-- DATA PROVIDED follows --

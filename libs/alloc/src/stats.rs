//! Debug accounting of live blocks
use std::ptr::NonNull;

use ahash::RandomState;
use indexmap::IndexMap;
#[cfg(feature = "serde1")]
use serde::{Deserialize, Serialize};

/// Counters describing the objects handed out by an allocator
#[derive(Copy, Clone, Debug, Default, PartialEq, Eq)]
#[cfg_attr(feature = "serde1", derive(Serialize, Deserialize))]
pub struct AllocStats {
    /// The number of blocks currently allocated
    pub live_objects: usize,
    /// The highest value `live_objects` has reached
    pub peak_live_objects: usize,
    /// The number of blocks ever allocated
    pub total_objects: usize,
    /// The bytes in currently allocated blocks
    pub live_bytes: usize,
    /// The highest value `live_bytes` has reached
    pub peak_live_bytes: usize,
    /// The bytes requested by every allocation ever made
    ///
    /// Unlike `live_bytes`, this excludes the slack of the size classes.
    pub total_bytes: usize,
}
impl AllocStats {
    fn record_alloc(&mut self, requested: usize, bytes: usize) {
        debug_assert!(requested <= bytes);
        self.live_objects += 1;
        self.total_objects += 1;
        self.live_bytes += bytes;
        self.total_bytes += requested;
        self.peak_live_objects = self.peak_live_objects.max(self.live_objects);
        self.peak_live_bytes = self.peak_live_bytes.max(self.live_bytes);
    }
    fn record_release(&mut self, bytes: usize) {
        debug_assert!(self.live_objects >= 1);
        debug_assert!(self.live_bytes >= bytes, "Underflow {} - {}", self.live_bytes, bytes);
        self.live_objects -= 1;
        self.live_bytes -= bytes;
    }
}

/// Tracks every live block of an allocator, along with its [AllocStats]
///
/// Blocks are keyed by address and remember their block size.
pub struct AllocTracker {
    stats: AllocStats,
    live: IndexMap<usize, usize, RandomState>,
}
impl AllocTracker {
    /// Create an empty tracker
    pub fn new() -> AllocTracker {
        AllocTracker {
            stats: AllocStats::default(),
            live: IndexMap::with_hasher(RandomState::new())
        }
    }
    /// Record a newly handed out block of `bytes`,
    /// which was requested as `requested` bytes
    pub fn record_alloc(&mut self, ptr: NonNull<u8>, requested: usize, bytes: usize) {
        let existing = self.live.insert(ptr.as_ptr() as usize, bytes);
        assert!(existing.is_none(), "Block {:p} handed out twice", ptr);
        self.stats.record_alloc(requested, bytes);
    }
    /// Record that a block was returned to its allocator
    ///
    /// Panics if the block isn't live, which indicates a double free.
    pub fn record_release(&mut self, ptr: NonNull<u8>) {
        match self.live.swap_remove(&(ptr.as_ptr() as usize)) {
            Some(bytes) => self.stats.record_release(bytes),
            None => panic!("Releasing block {:p} which is not live", ptr),
        }
    }
    /// Check if the specified block is currently live
    #[inline]
    pub fn is_live(&self, ptr: NonNull<u8>) -> bool {
        self.live.contains_key(&(ptr.as_ptr() as usize))
    }
    /// The current counters
    #[inline]
    pub fn stats(&self) -> AllocStats {
        self.stats
    }
    /// The address and block size of every live block,
    /// in no particular order
    pub fn live_blocks(&self) -> Vec<(NonNull<u8>, usize)> {
        self.live.iter()
            .filter_map(|(&addr, &bytes)| Some((NonNull::new(addr as *mut u8)?, bytes)))
            .collect()
    }
    /// Forget every live block, without touching the counters' peaks
    pub fn clear(&mut self) {
        self.live.clear();
        self.stats.live_objects = 0;
        self.stats.live_bytes = 0;
    }
}
impl Default for AllocTracker {
    fn default() -> Self {
        AllocTracker::new()
    }
}
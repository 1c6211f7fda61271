//! Utilities for the context library
use std::fmt::{self, Display, Formatter};

/// A human-readable amount of memory, for logging
#[derive(Copy, Clone, Debug, PartialEq, Eq, PartialOrd, Ord)]
pub struct MemorySize {
    /// The number of bytes
    pub bytes: usize
}
impl Display for MemorySize {
    fn fmt(&self, f: &mut Formatter<'_>) -> fmt::Result {
        if f.alternate() {
            write!(f, "{}", self.bytes)
        } else {
            // Write approximation
            let bytes = self.bytes;
            let (amount, suffix) = if bytes > 1024 * 1024 * 1024 {
                (1024 * 1024 * 1024, "GB")
            } else if bytes > 1024 * 1024 {
                (1024 * 1024, "MB")
            } else if bytes > 1024 {
                (1024, "KB")
            } else {
                (1, "")
            };
            write!(f, "{:.2}{}", bytes as f64 / amount as f64, suffix)
        }
    }
}

#[cfg(test)]
mod test {
    use super::MemorySize;

    #[test]
    fn display() {
        assert_eq!(MemorySize { bytes: 512 }.to_string(), "512.00");
        assert_eq!(MemorySize { bytes: 64 * 1024 }.to_string(), "64.00KB");
        assert_eq!(format!("{:#}", MemorySize { bytes: 65536 }), "65536");
    }
}
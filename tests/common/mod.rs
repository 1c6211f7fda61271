use slog::{o, Drain, Logger};

use relheap::{Heap, RuntimeConfig};

/// Log to the terminal when `RELHEAP_LOG` is set, otherwise discard
pub fn test_logger() -> Logger {
    if std::env::var_os("RELHEAP_LOG").is_some() {
        let plain = slog_term::PlainSyncDecorator::new(std::io::stderr());
        Logger::root(
            slog_term::FullFormat::new(plain).build().fuse(),
            o!("test" => true)
        )
    } else {
        Logger::root(slog::Discard, o!())
    }
}

/// A heap with allocation tracking and poisoning,
/// regardless of build profile
pub fn test_heap() -> Heap {
    Heap::with_config(
        RuntimeConfig {
            track_allocations: true,
            poison_freed: true,
            ..RuntimeConfig::default()
        },
        test_logger()
    )
}

/// Assert every permanent block has been freed
#[allow(dead_code)]
pub fn assert_no_leaks(heap: &Heap) {
    let live = heap.live_blocks().unwrap();
    assert!(live.is_empty(), "Leaked {} blocks: {:?}", live.len(), live);
    assert_eq!(heap.stats().unwrap().live_objects, 0);
}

-- DATA PROVIDED concluded --

# WHAT NEEDS TO BE DONE
What is needed is an exact reproduction of the data.

# REPLY TO THE EXERCISE
filename libs/alloc/src/stats.rs
//! Debug accounting of live blocks
use std::ptr::NonNull;

use ahash::RandomState;
use indexmap::IndexMap;
#[cfg(feature = "serde1")]
use serde::{Deserialize, Serialize};

/// Counters describing the objects handed out by an allocator
#[derive(Copy, Clone, Debug, Default, PartialEq, Eq)]
#[cfg_attr(feature = "serde1", derive(Serialize, Deserialize))]
pub struct AllocStats {
    /// The number of blocks currently allocated
    pub live_objects: usize,
    /// The highest value `live_objects` has reached
    pub peak_live_objects: usize,
    /// The number of blocks ever allocated
    pub total_objects: usize,
    /// The bytes in currently allocated blocks
    pub live_bytes: usize,
    /// The highest value `live_bytes` has reached
    pub peak_live_bytes: usize,
    /// The bytes requested by every allocation ever made
    ///
    /// Unlike `live_bytes`, this excludes the slack of the size classes.
    pub total_bytes: usize,
}
impl AllocStats {
    fn record_alloc(&mut self, requested: usize, bytes: usize) {
        debug_assert!(requested <= bytes);
        self.live_objects += 1;
        self.total_objects += 1;
        self.live_bytes += bytes;
        self.total_bytes += requested;
        self.peak_live_objects = self.peak_live_objects.max(self.live_objects);
        self.peak_live_bytes = self.peak_live_bytes.max(self.live_bytes);
    }
    fn record_release(&mut self, bytes: usize) {
        debug_assert!(self.live_objects >= 1);
        debug_assert!(self.live_bytes >= bytes, "Underflow {} - {}", self.live_bytes, bytes);
        self.live_objects -= 1;
        self.live_bytes -= bytes;
    }
}

/// Tracks every live block of an allocator, along with its [AllocStats]
///
/// Blocks are keyed by address and remember their block size.
pub struct AllocTracker {
    stats: AllocStats,
    live: IndexMap<usize, usize, RandomState>,
}
impl AllocTracker {
    /// Create an empty tracker
    pub fn new() -> AllocTracker {
        AllocTracker {
            stats: AllocStats::default(),
            live: IndexMap::with_hasher(RandomState::new())
        }
    }
    /// Record a newly handed out block of `bytes`,
    /// which was requested as `requested` bytes
    pub fn record_alloc(&mut self, ptr: NonNull<u8>, requested: usize, bytes: usize) {
        let existing = self.live.insert(ptr.as_ptr() as usize, bytes);
        assert!(existing.is_none(), "Block {:p} handed out twice", ptr);
        self.stats.record_alloc(requested, bytes);
    }
    /// Record that a block was returned to its allocator
    ///
    /// Panics if the block isn't live, which indicates a double free.
    pub fn record_release(&mut self, ptr: NonNull<u8>) {
        match self.live.swap_remove(&(ptr.as_ptr() as usize)) {
            Some(bytes) => self.stats.record_release(bytes),
            None => panic!("Releasing block {:p} which is not live", ptr),
        }
    }
    /// Check if the specified block is currently live
    #[inline]
    pub fn is_live(&self, ptr: NonNull<u8>) -> bool {
        self.live.contains_key(&(ptr.as_ptr() as usize))
    }
    /// The current counters
    #[inline]
    pub fn stats(&self) -> AllocStats {
        self.stats
    }
    /// The address and block size of every live block,
    /// in no particular order
    pub fn live_blocks(&self) -> Vec<(NonNull<u8>, usize)> {
        self.live.iter()
            .filter_map(|(&addr, &bytes)| Some((NonNull::new(addr as *mut u8)?, bytes)))
            .collect()
    }
    /// Forget every live block, without touching the counters' peaks
    pub fn clear(&mut self) {
        self.live.clear();
        self.stats.live_objects = 0;
        self.stats.live_bytes = 0;
    }
}
impl Default for AllocTracker {
    fn default() -> Self {
        AllocTracker::new()
    }
}
repository 1c6211f7fda61271
//! Utilities for the context library
use std::fmt::{self, Display, Formatter};

/// A human-readable amount of memory, for logging
#[derive(Copy, Clone, Debug, PartialEq, Eq, PartialOrd, Ord)]
pub struct MemorySize {
    /// The number of bytes
    pub bytes: usize
}
impl Display for MemorySize {
    fn fmt(&self, f: &mut Formatter<'_>) -> fmt::Result {
        if f.alternate() {
            write!(f, "{}", self.bytes)
        } else {
            // Write approximation
            let bytes = self.bytes;
            let (amount, suffix) = if bytes > 1024 * 1024 * 1024 {
                (1024 * 1024 * 1024, "GB")
            } else if bytes > 1024 * 1024 {
                (1024 * 1024, "MB")
            } else if bytes > 1024 {
                (1024, "KB")
            } else {
                (1, "")
            };
            write!(f, "{:.2}{}", bytes as f64 / amount as f64, suffix)
        }
    }
}

#[cfg(test)]
mod test {
    use super::MemorySize;

    #[test]
    fn display() {
        assert_eq!(MemorySize { bytes: 512 }.to_string(), "512.00");
        assert_eq!(MemorySize { bytes: 64 * 1024 }.to_string(), "64.00KB");
        assert_eq!(format!("{:#}", MemorySize { bytes: 65536 }), "65536");
    }
}
filename tests/common/mod.rs
repository 1c6211f7fda61271
use slog::{o, Drain, Logger};

use relheap::{Heap, RuntimeConfig};

/// Log to the terminal when `RELHEAP_LOG` is set, otherwise discard
pub fn test_logger() -> Logger {
    if std::env::var_os("RELHEAP_LOG").is_some() {
        let plain = slog_term::PlainSyncDecorator::new(std::io::stderr());
        Logger::root(
            slog_term::FullFormat::new(plain).build().fuse(),
            o!("test" => true)
        )
    } else {
        Logger::root(slog::Discard, o!())
    }
}

/// A heap with allocation tracking and poisoning,
/// regardless of build profile
pub fn test_heap() -> Heap {
    Heap::with_config(
        RuntimeConfig {
            track_allocations: true,
            poison_freed: true,
            ..RuntimeConfig::default()
        },
        test_logger()
    )
}

/// Assert every permanent block has been freed
#[allow(dead_code)]
pub fn assert_no_leaks(heap: &Heap) {
    let live = heap.live_blocks().unwrap();
    assert!(live.is_empty(), "Leaked {} blocks: {:?}", live.len(), live);
    assert_eq!(heap.stats().unwrap().live_objects, 0);
}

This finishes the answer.